Reasoning parser #3859

ShaoZhang0115 · 2025-02-25T18:27:06Z

Motivation

Rewrite #3202

Modifications

add --enable-reasoning and --reasoning-parser options for deepseek r1 series models.
return reasoning_content as in official api, ref: https://api-docs.deepseek.com/zh-cn/guides/reasoning_model, in both streaming and non-streaming chat completions.
Example:

python -m sglang.launch_server --host 0.0.0.0 \
--model-path deepseek-ai/DeepSeek-R1-Distill-Qwen-1.5B \
--tp 1 --enable-reasoning --reasoning-parser deepseek-r1

curl --location --request POST 'http: //localhost:30000/v1/chat/completions' \
--header 'Content-Type: application/json' \
--header 'Authorization: Bearer YOUR_API_KEY' \
--data '{
    "model": "default",
    "messages": [
        {
            "role": "user",
            "content": "Calculate 1 + 3"
        }
    ],
    "stream": false
}'

Get response:

{
    "id": "53de20f7f1244195826e7b52011c37a4",
    "object": "chat.completion",
    "created": 1740507802,
    "model": "default",
    "choices": [
        {
            "index": 0,
            "message": {
                "role": "assistant",
                "content": "\n\n**Solution:**\n\nTo calculate \\(1 + 3\\), follow these easy steps:\n\n1. **Identify the numbers to add:**  \n   You have the number **1** and the number **3**.\n\n2. **Add the numbers together:**  \n   \\[\n   1 + 3 = 4\n   \\]\n\n3. **Final Answer:**  \n   \\[\n   \\boxed{4}\n   \\]",
                "reasoning_content": "To calculate the sum of 1 and 3, I will begin by identifying the two numbers involved in the addition. The first number is 1, and the second number is 3.\n\nNext, I will add these two numbers together.
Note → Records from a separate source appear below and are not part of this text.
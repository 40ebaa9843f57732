//! The supervisor: public entry points and state shared with stream workers.

use std::path::PathBuf;
use std::sync::Arc;
use std::thread;
use std::time::{Duration, Instant, SystemTime, UNIX_EPOCH};

use crossbeam_channel::{Receiver, Sender};
use tracing::{debug, error, info, instrument, warn};

use airwave_diagnostics::Classifier;
use airwave_encoder::{EncoderArgs, FormatPolicy, DEFAULT_ENCODER_PATH};
use airwave_ipc::{
    validate_stream_id, Diagnosis, StreamConfig, StreamSnapshot, StreamStatus, SupervisorEvent,
};
use airwave_server::{mount_for, IngestResolver};

use crate::error::SupervisorError;
use crate::notify::EventHub;
use crate::policy::RetryPolicy;
use crate::process::{LaunchSpec, ProcessEvents, ProcessHandle, ProcessLauncher};
use crate::registry::{Registry, StreamSlot};
use crate::worker::{StreamMessage, StreamWorker};
use crate::SupervisorResult;

/// Messages queued per stream before process events block.
pub const STREAM_CHANNEL_CAPACITY: usize = 1024;

/// Supervisor-wide settings.
#[derive(Debug, Clone)]
pub struct SupervisorConfig {
    /// Encoder executable.
    pub encoder_path: PathBuf,

    /// Time a stopping encoder gets before it is killed.
    pub grace_period: Duration,

    /// Automatic retry timing.
    pub retry: RetryPolicy,

    /// Ordered format fallback list.
    pub formats: FormatPolicy,

    /// Encoder output lines kept per attempt for classification.
    pub output_tail_lines: usize,
}

impl Default for SupervisorConfig {
    fn default() -> Self {
        Self {
            encoder_path: PathBuf::from(DEFAULT_ENCODER_PATH),
            grace_period: Duration::from_secs(5),
            retry: RetryPolicy::default(),
            formats: FormatPolicy::default(),
            output_tail_lines: 64,
        }
    }
}

/// Result of a stop request.
#[derive(Debug, Clone, Copy, PartialEq, Eq)]
pub enum StopOutcome {
    /// The stream is shutting down.
    Stopping,

    /// No active stream had that id. Not an error.
    NotFound,
}

/// State shared by the supervisor and its stream workers.
pub(crate) struct Shared {
    pub(crate) config: SupervisorConfig,
    pub(crate) launcher: Arc<dyn ProcessLauncher>,
    pub(crate) resolver: Arc<dyn IngestResolver>,
    pub(crate) classifier: Classifier,
    pub(crate) registry: Registry,
    pub(crate) hub: EventHub,
}

impl Shared {
    /// Resolve the ingest target and spawn one encoder attempt.
    pub(crate) fn launch_attempt(
        &self,
        slot: &StreamSlot,
        config: &StreamConfig,
        format_index: usize,
        attempt: u32,
        tx: &Sender<StreamMessage>,
    ) -> SupervisorResult<Box<dyn ProcessHandle>> {
        let profile = self.config.formats.require(format_index)?;
        let target = self.resolver.resolve_ingest_target()?;
        let output_url = target.connection_url(&mount_for(slot.id()))?;

        let args = EncoderArgs {
            input: &config.input,
            encoding: &config.encoding,
            profile,
            stream_name: &config.name,
            output_url: &output_url,
        }
        .build();

        info!(
            stream_id = %slot.id(),
            attempt,
            format = %profile.name,
            server = %target.address(),
            "Launching encoder"
        );

        let spec = LaunchSpec {
            stream_id: slot.id().to_string(),
            program: self.config.encoder_path.clone(),
            args,
        };
        let handle = self
            .launcher
            .launch(&spec, ProcessEvents::new(attempt, tx.clone()))?;
        Ok(handle)
    }

    /// Record a successful launch and move the stream to `Running`.
    pub(crate) fn mark_running(
        &self,
        slot: &StreamSlot,
        handle: &dyn ProcessHandle,
        format_index: usize,
        attempt: u32,
    ) -> StreamSnapshot {
        let pid = handle.pid();
        let format_name = self
            .config
            .formats
            .format_at(format_index)
            .map(|p| p.name.clone())
            .unwrap_or_default();

        self.transition(slot, |s| {
            s.status = StreamStatus::Running;
            s.pid = pid;
            s.started_at_ms = Some(now_ms());
            s.format_index = format_index;
            s.format_name = format_name;
            s.attempt = attempt;
        })
    }

    /// Apply `f` to the snapshot and announce a status change if there was one.
    pub(crate) fn transition(
        &self,
        slot: &StreamSlot,
        f: impl FnOnce(&mut StreamSnapshot),
    ) -> StreamSnapshot {
        let (previous, snapshot) = slot.update(f);
        if previous != snapshot.status {
            debug!(
                stream_id = %slot.id(),
                "Status: {} -> {}",
                previous,
                snapshot.status
            );
            self.hub.publish(SupervisorEvent::StatusChanged {
                id: slot.id().to_string(),
                previous,
                current: snapshot.status,
                snapshot: Box::new(snapshot.clone()),
            });
        }
        snapshot
    }

    /// Attach a diagnosis to the stream and announce it.
    pub(crate) fn diagnose(&self, slot: &StreamSlot, diagnosis: Diagnosis) {
        slot.update(|s| s.last_diagnosis = Some(diagnosis.clone()));
        self.hub.publish(SupervisorEvent::Diagnosed {
            id: slot.id().to_string(),
            diagnosis,
        });
    }

    /// Enter a terminal status and leave the active set.
    pub(crate) fn finish(&self, slot: &StreamSlot, status: StreamStatus, diagnosis: Option<Diagnosis>) {
        if let Some(diagnosis) = diagnosis {
            self.diagnose(slot, diagnosis);
        }
        self.transition(slot, |s| {
            s.status = status;
            s.pid = None;
        });
        self.registry.retire(slot);
        self.hub.publish(SupervisorEvent::Removed {
            id: slot.id().to_string(),
        });
        info!(stream_id = %slot.id(), status = %status, "Stream finished");
    }
}

/// Milliseconds since the Unix epoch.
pub(crate) fn now_ms() -> u64 {
    SystemTime::now()
        .duration_since(UNIX_EPOCH)
        .map(|d| d.as_millis() as u64)
        .unwrap_or_default()
}

/// Runs one encoder process per active stream and keeps them alive.
///
/// Every stream is driven by its own worker thread, which owns the encoder
/// handle and serializes everything that happens to the stream: process
/// output, exits, retries and stop requests. Callers only ever see
/// snapshots.
pub struct Supervisor {
    shared: Arc<Shared>,
}

impl Supervisor {
    /// Create a supervisor.
    pub fn new(
        config: SupervisorConfig,
        launcher: Arc<dyn ProcessLauncher>,
        resolver: Arc<dyn IngestResolver>,
    ) -> Self {
        info!(
            encoder = %config.encoder_path.display(),
            formats = config.formats.count(),
            "Supervisor created"
        );
        Self {
            shared: Arc::new(Shared {
                config,
                launcher,
                resolver,
                classifier: Classifier::new(),
                registry: Registry::default(),
                hub: EventHub::default(),
            }),
        }
    }

    /// Supervisor settings.
    pub fn config(&self) -> &SupervisorConfig {
        &self.shared.config
    }

    /// Start streaming `config` under `id`.
    ///
    /// Returns once the first encoder process is running. Launch failures
    /// are returned here; failures after that are handled by the stream's
    /// worker and surface as diagnoses.
    #[instrument(name = "start_stream", skip(self, config))]
    pub fn start(&self, id: &str, config: StreamConfig) -> SupervisorResult<StreamSnapshot> {
        validate_stream_id(id)?;
        config.validate()?;
        let first = self.shared.config.formats.require(0)?;

        let (tx, rx) = crossbeam_channel::bounded(STREAM_CHANNEL_CAPACITY);
        let snapshot = StreamSnapshot::new(id, &config, first.name.clone());
        let slot = self.shared.registry.reserve(snapshot.clone(), tx.clone())?;

        info!(name = %config.name, input = %config.input.as_str(), "Starting stream");
        self.shared.hub.publish(SupervisorEvent::Added {
            id: id.to_string(),
            snapshot: Box::new(snapshot),
        });

        let handle = match self.shared.launch_attempt(&slot, &config, 0, 1, &tx) {
            Ok(handle) => handle,
            Err(e) => {
                error!("Failed to start stream: {}", e);
                self.shared
                    .finish(&slot, StreamStatus::Error, Some(Diagnosis::launch(&e)));
                return Err(e);
            }
        };

        let snapshot = self.shared.mark_running(&slot, handle.as_ref(), 0, 1);
        self.spawn_worker(slot, config, handle, tx, rx)?;
        Ok(snapshot)
    }

    fn spawn_worker(
        &self,
        slot: Arc<StreamSlot>,
        config: StreamConfig,
        handle: Box<dyn ProcessHandle>,
        tx: Sender<StreamMessage>,
        rx: Receiver<StreamMessage>,
    ) -> SupervisorResult<()> {
        let worker = StreamWorker::new(Arc::clone(&self.shared), Arc::clone(&slot), config, tx, rx);

        let spawned = thread::Builder::new()
            .name(format!("airwave-stream-{}", slot.id()))
            .spawn(move || worker.run(handle));

        // The closure, and with it the encoder handle, is dropped on failure,
        // which kills the process.
        if let Err(e) = spawned {
            error!("Failed to spawn stream worker: {}", e);
            self.shared
                .finish(&slot, StreamStatus::Error, Some(Diagnosis::launch(&e)));
            return Err(SupervisorError::Worker(e));
        }
        Ok(())
    }

    /// Ask a stream to stop. Does not wait for the encoder to exit.
    #[instrument(name = "stop_stream", skip(self))]
    pub fn stop(&self, id: &str) -> SupervisorResult<StopOutcome> {
        let Some(slot) = self.shared.registry.get(id) else {
            debug!("No active stream, nothing to stop");
            return Ok(StopOutcome::NotFound);
        };

        if !slot.send(StreamMessage::Stop) {
            // The worker may have finished between the lookup and the send.
            if !self.shared.registry.is_active(id) {
                return Ok(StopOutcome::NotFound);
            }
            return Err(SupervisorError::WorkerGone(id.to_string()));
        }

        info!(status = %slot.status(), "Stop requested");
        Ok(StopOutcome::Stopping)
    }

    /// Stop every active stream, returning how many were asked to stop.
    ///
    /// A failure on one stream is logged and does not prevent the rest
    /// from being stopped.
    pub fn stop_all(&self) -> usize {
        let mut stopping = 0;
        for slot in self.shared.registry.active() {
            match self.stop(slot.id()) {
                Ok(StopOutcome::Stopping) => stopping += 1,
                Ok(StopOutcome::NotFound) => {}
                Err(e) => error!(stream_id = %slot.id(), "Failed to stop stream: {}", e),
            }
        }
        info!(stopping, "Stop requested for all streams");
        stopping
    }

    /// Current snapshot of a stream, including the final snapshot of a
    /// stream that has already stopped or failed.
    pub fn status(&self, id: &str) -> Option<StreamSnapshot> {
        self.shared.registry.snapshot(id)
    }

    /// Snapshots of every active stream in start order.
    pub fn list_active(&self) -> Vec<StreamSnapshot> {
        self.shared
            .registry
            .active()
            .iter()
            .map(|slot| slot.snapshot())
            .collect()
    }

    /// Number of active streams.
    pub fn active_count(&self) -> usize {
        self.shared.registry.len()
    }

    /// Receive change notifications from now on.
    pub fn subscribe(&self) -> Receiver<SupervisorEvent> {
        self.shared.hub.subscribe()
    }

    /// Wait until `id` has left the active set. Returns false on timeout.
    pub fn wait_for_exit(&self, id: &str, timeout: Duration) -> bool {
        let deadline = Instant::now() + timeout;
        while self.shared.registry.is_active(id) {
            if Instant::now() >= deadline {
                return false;
            }
            thread::sleep(Duration::from_millis(10));
        }
        true
    }

    /// Stop everything and wait up to `timeout` for the streams to finish.
    /// Returns the number of streams still active afterwards.
    pub fn shutdown(&self, timeout: Duration) -> usize {
        self.stop_all();

        let deadline = Instant::now() + timeout;
        while self.shared.registry.len() > 0 && Instant::now() < deadline {
            thread::sleep(Duration::from_millis(10));
        }

        let remaining = self.shared.registry.len();
        if remaining > 0 {
            warn!(remaining, "Streams still active after shutdown timeout");
        }
        remaining
    }
}

impl Drop for Supervisor {
    fn drop(&mut self) {
        if self.shared.registry.len() > 0 {
            self.stop_all();
        }
    }
}
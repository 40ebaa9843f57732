//! Error types for the supervisor.

use thiserror::Error;

use airwave_encoder::EncoderError;
use airwave_ipc::ConfigurationError;
use airwave_server::ServerError;

use crate::process::LaunchError;

/// Errors returned synchronously by supervisor operations.
///
/// Failures after an encoder is running are never returned; they are
/// recorded as the stream's diagnosis instead.
#[derive(Debug, Error)]
pub enum SupervisorError {
    /// The request is invalid or collides with an active stream.
    #[error(transparent)]
    Configuration(#[from] ConfigurationError),

    /// The encoder process could not be spawned.
    #[error(transparent)]
    Launch(#[from] LaunchError),

    /// The ingest target could not be resolved.
    #[error("Cannot resolve broadcast server: {0}")]
    Server(#[from] ServerError),

    /// The format list or encoder arguments are unusable.
    #[error(transparent)]
    Encoder(#[from] EncoderError),

    /// A stream worker thread could not be started.
    #[error("Failed to start stream worker: {0}")]
    Worker(#[source] std::io::Error),

    /// The stream's worker is no longer accepting messages.
    #[error("Stream {0:?} is not responding")]
    WorkerGone(String),
}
Adding 1 and 3 gives me a total of 4.\n\nTherefore, the result of 1 plus 3 is 4.\n",
                "tool_calls": null
            },
            "logprobs": null,
            "finish_reason": "stop",
            "matched_stop": 151643
        }
    ],
    "usage": {
        "prompt_tokens": 11,
        "total_tokens": 179,
        "completion_tokens": 168,
        "prompt_tokens_details": null
    }
}

Docs with be updated as soon as possible.

Checklist

Format your code according to the Code Formatting with Pre-Commit.
Add unit tests as outlined in the Running Unit Tests.
Update documentation / docstrings / example tutorials as needed, according to Writing Documentation.
Provide throughput / latency benchmark results and accuracy evaluation results as needed, according to Benchmark and Profiling and Accuracy Results.
For reviewers: If you haven't made any contributions to this PR and are only assisting with merging the main branch, please remove yourself as a co-author when merging the PR.
Please feel free to join our Slack channel at https://slack.sglang.ai to discuss your PR.

…ions

shuaills · 2025-02-25T18:59:10Z

python/sglang/srt/reasoning_parser.py

+        self.think_start_token = "<think>"
+        self.think_end_token = "</think>"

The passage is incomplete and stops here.